= Front-end loading =

Project development methodology

Front-end loading (FEL), also referred to as Front-End Engineering Design (FEED), Front End Planning (FEP), pre-project planning (PPP), and early project planning, is the process for conceptual development of projects in processing industries such as upstream oil and gas, petrochemical, natural gas refining, extractive metallurgy, waste-to-energy, biotechnology, and pharmaceuticals. This involves developing sufficient strategic information with which owners can address risk and make decisions to commit resources in order to maximize the potential for success.

Front-end loading includes robust planning and design early in a project's lifecycle (i.e., the front end of a project), at a time when the ability to influence changes in design is relatively high and the cost to make those changes is relatively low. It typically applies to industries with highly capital intensive, long lifecycle projects (i.e., hundreds of millions or billions of dollars over several years before any revenue is produced). Although it often adds a small amount of time and cost to the early portion of a project, these factors are minor compared to the alternative of the costs and effort required to make changes at a later stage in the project.

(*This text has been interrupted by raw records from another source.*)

/// Normalize one resource. Never fails: absent, untagged or unknown input becomes `Unhandled`.
pub fn normalize_with(resource: Option<&Value>, payloads: PayloadPolicy) -> ProcessedResource {
    let Some(resource) = resource.filter(|resource| !resource.is_null()) else {
        return ProcessedResource::unhandled("Unknown (null or undefined resource)", None);
    };

    let Some(tag) = opt_text(resource, "resourceType") else {
        return ProcessedResource::unhandled("Unknown (missing resourceType)", None);
    };

    let Some(kind) = SourceKind::from_tag(&tag) else {
        debug!(resource_type = %tag, "no normalizer for resource type");
        return ProcessedResource::unhandled(tag, None);
    };

    match kind {
        SourceKind::Patient => patient(resource),
        SourceKind::Practitioner => practitioner(resource),
        SourceKind::Organization => organization(resource),
        SourceKind::Observation => observation(resource),
        SourceKind::MedicationRequest => medication_request(resource),
        SourceKind::Medication => medication(resource),
        SourceKind::Condition => condition(resource),
        SourceKind::Procedure => procedure(resource),
        SourceKind::Encounter => encounter(resource),
        SourceKind::Immunization => immunization(resource),
        SourceKind::ImmunizationRecommendation => immunization_recommendation(resource),
        SourceKind::AllergyIntolerance => allergy_intolerance(resource),
        SourceKind::DocumentReference => document_reference(resource, payloads),
        SourceKind::Binary => binary(resource, payloads),
        SourceKind::Composition => composition(resource),
        SourceKind::DiagnosticReport => diagnostic_report(resource),
        SourceKind::Appointment => appointment(resource),
        SourceKind::CarePlan => care_plan(resource),
        SourceKind::MedicationStatement => medication_statement(resource),
        SourceKind::Specimen => specimen(resource),
        SourceKind::ServiceRequest => service_request(resource),
        SourceKind::ChargeItem => charge_item(resource),
        SourceKind::Invoice => invoice(resource),
        SourceKind::Goal => goal(resource),
    }
}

It also typically uses a stage-gate process, whereby a project must pass through formal gates at well defined milestones within the project's lifecycle before receiving funding to proceed to the next stage of work. The quality of front-end planning can be improved through the use of PDRI (Project Definition Rating Index) as a part of the stage-gate process.

Front-end loading is usually followed by detailed design or detailed engineering.

== FEL Stages ==
It is common industry practice to divide front-end-loading activities into Five stages. For each stage, typical deliverables are listed given below :
1. FEL 0 - Conceptualization: The costs associated with the FEL 0 stage typically represent a small percentage of the total investment, as they focus on the initial evaluation and identification of the feasibility of the project. It could vary between 1% and 5% of the total investment.
2. FEL 1 - Represents Feasibility Evaluation: The costs at this stage are higher than in FEL 0, but still a relatively small fraction of the total investment. It could range between 5% and 15% of the total investment.
3. FEL 2 - Preliminary Design: As the design stages progress, costs usually increase. It could represent between 10% and 20% of the total investment.
4. FEL 3 - Basic Design: The costs associated with basic design tend to be more significant. It could range between 15% and 30% of the total investment.
5. FEL 4 - Project Execution: This stage usually represents the majority of the total investment, since it involves the construction and start-up of the project. It could represent between 50% and 70% or more of the total investment.

| FEL-0 | FEL-1 | FEL-2 | FEL-3 | FEL-4 |
|---|---|---|---|---|
| Preliminary evaluation; Identification of the feasibility of the project; | Material balance; Energy balance; Project charter; | Preliminary equipment design; Preliminary layout; Preliminary schedule; Preliminary estimate; | Purchase-ready major equipment specifications; Definitive estimate; Project execution plan; Preliminary 3-D model; Electrical equipment list; Line list; | Execution; Detailed Engineering; |

Another FEL methodology splits the project into four phases:
1. FEL-1: Options Study or Index Engineering. This answers the question, "what are my options to achieve my project goals?". For example, in the processing of nickel laterite ore, it might be possible to build either a pyrometallurgical or hydrometallurgical processing plant. This stage would study both options and recommend the best one based on the specific project requirements.
2. Gate 1: Option Selection. The project owner selects which FEL1 option will be developed further, based on input from their engineers.
3. FEL-2: Feasibility Study or Conceptual Engineering. The selected option is developed up to a pre-defined level of detail not yet sufficient for construction and operation, but enough to develop a cost estimate, a schedule estimate, and to make any critical decisions that will influence the final design of the plant.
4. Gate 2: Approval for Basic Engineering. Based on the conceptual design and cost and schedule estimates, the project owner will decide whether or not to proceed with the plant.
5. FEL-3: FEED (Front-End Engineering Design) or Basic Engineering. The engineering team will now fully design the plant, including the exact specifications for how it will be constructed, commissioned, started up, and operated. The proposed plant will now have a detailed cost estimate and construction schedule.
6. Gate 3: Approval for Construction. The project owner will give their approval for building the plant as designed by their engineers.
7. FEL-4: Project Execution and Detailed Engineering. Materials procurement and construction will begin. This stage includes all activities until the plant is started-up and regular operations begin.